16.8.17

L'età d'oro degli amanti (Francesco Troiano)

Non brilla - diciamolo subito - per completezza e per capacità di vera analisi, L’amore folle al cinema (Gremese, 2011): per chi voglia approfondire l’argomento, converrà rivolgersi ad uno studio d’annata, magari Amour, érotisme et cinéma (1957) di Ado Kyrou.
Il volume firmato da Giusy Pisano - maitre de conferences all’Università di Lille 3, dirige ricerche in studi cinenematografici presso l’Università Paris 3 - ha, almeno, un paio d'innegabili pregi: tenta di suddividere in vari sottogeneri l'argomento principale e, nel suo procedere a volo d’uccello analizza un elevato numero di pellicole, sino ad arrivare ai giorni nostri.
Sontuosamente illustrato (anche se, ci pare, il formato a striscia della nuova collana cinematografica di Gremese non valorizza abbastanza il repertorio fotografico), il libro indaga l'amour fou in ogni suo aspetto, forse allargando troppo lo spettro del tema. Nella prima sezione dedicata a “L'inverosimile”, l'autrice sentenzia ad esempio che «al tumulto dei sentimenti sembrano adattarsi meglio le forme ellittiche e atemporali del meraviglioso e del barocco, in cui regna l'amplificazione per mezzo di iperboli, accumulazioni, ripetizioni e contrappunti»; dipoi, una schidionata di titoli che si configurano come favole moderne, da Sabrina (1954) di Billy Wilder a Moulin Rouge! (2001) di Baz Luhrmann. In realtà, codesti film appartengono a generi diversi dalla sophisticated comedy al musical, e suona alquanto forzoso infilarli nel letto di Procuste d'una simile classificazione
Meglio le cose vanno nel prosieguo: nella sezione «L’impossibile», con una frase di Edgar Morin posta in esergo («l’eccesso di saggezza diviene follia, la saggezza può sottrarsi alla follia solo unendodosi alla follia della poesia e dell'amore»), trovano posto opere che trattano di amori senza via d’uscita. Da La donna di Parigi (1923) di Charlie Chaplin a I ponti di Madison County (1995) di Clint Eastwood (in cui il protagonista Robert è in fuga «dal senso americano di morale familiare che sembra avere ipnotizzato l’intero paese»), l’itinerario ci appare più sostenibile: vieppiù se si chiude sullo straziante I segreti di Brokehack Mountain (2005) di Ang Lee, il cui scopo è «restituire la malinconia che subentra a un amore a lungo sublimato».

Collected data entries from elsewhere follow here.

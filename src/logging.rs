//! Subscriber setup for the binary. The library only emits events.

use tracing_subscriber::EnvFilter;

/// Default filter for a `-v` count when `RUST_LOG` is unset.
#[must_use]
pub fn default_directive(verbosity: u8) -> &'static str {
    match verbosity {
        0 => "remodel_shape=warn",
        1 => "remodel_shape=info",
        _ => "remodel_shape=debug",
    }
}

/// Installs a stderr subscriber so stdout stays machine-readable.
///
/// Safe to call more than once; later calls are ignored.
pub fn init(verbosity: u8) {
    let filter = EnvFilter::try_from_default_env()
        .unwrap_or_else(|_| EnvFilter::new(default_directive(verbosity)));
    let _ = tracing_subscriber::fmt()
        .with_env_filter(filter)
        .with_writer(std::io::stderr)
        .with_target(false)
        .try_init();
}

#[cfg(test)]
mod tests {
    use super::*;

    #[test]
    fn verbosity_raises_level() {
        assert_eq!(default_directive(0), "remodel_shape=warn");
        assert_eq!(default_directive(1), "remodel_shape=info");
        assert_eq!(default_directive(7), "remodel_shape=debug");
    }

    #[test]
    fn init_twice_is_harmless() {
        init(0);
        init(2);
    }
}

È ne «L’amore fino alla morte», però, che compaiono le pagine più convincenti: qui si va da Ossessione (1943) di Luchino Visconti ad Ultimo tango a Parigi (1972) di Bernardo Bertolucci, quest’ultimo tutto all’insegna di quel Bataille che riassunse il senso amour fou in una folgorante sintesi («l’appropriazione della vita sino alla morte»).
L’ultimo ripiano, «L’anticonformista», è occupato da Gli amanti (1958) di Louis Malie, Jules e Jim (1962) di Francois Truffaut e svariati altri attacchi in celluloide alle consuetudini borghesi in termini di morale sessuale: non mancano, stavolta, le osservazioni stimolanti ed i punti di vista originali. Come prima s’accennava, è tuttavia il succedersi di foto a garantire il tono alla canzone: dalla sublime «Lya Lys» ne L’età dell’oro (1930) di Bunuel a Klaus Kinski chino sul collo candido di Isabelle Adjani nel Nosferatu (1979) di Herzog, dagli innamorati Aimée-Trintignant de Un uomo, una donna (1966) di Lelouch ai sadomaso-chisti Huppert-Magimel de La pianista (2001) di Haneke... 
«Non nego che l’amore sia compromesso nella vita, dico che deve vincere, e perciò deve essere innalzato a una tale coscienza poetica di se stesso che tutto ciò che inevitabilmente incontra d’ostile vada in fumo sul fuoco della sua gloria»: di fronte ad una così straordinaria sfilata d’immagini, come non dare ragione ad André Breton ed alle sue parole ardenti di passione?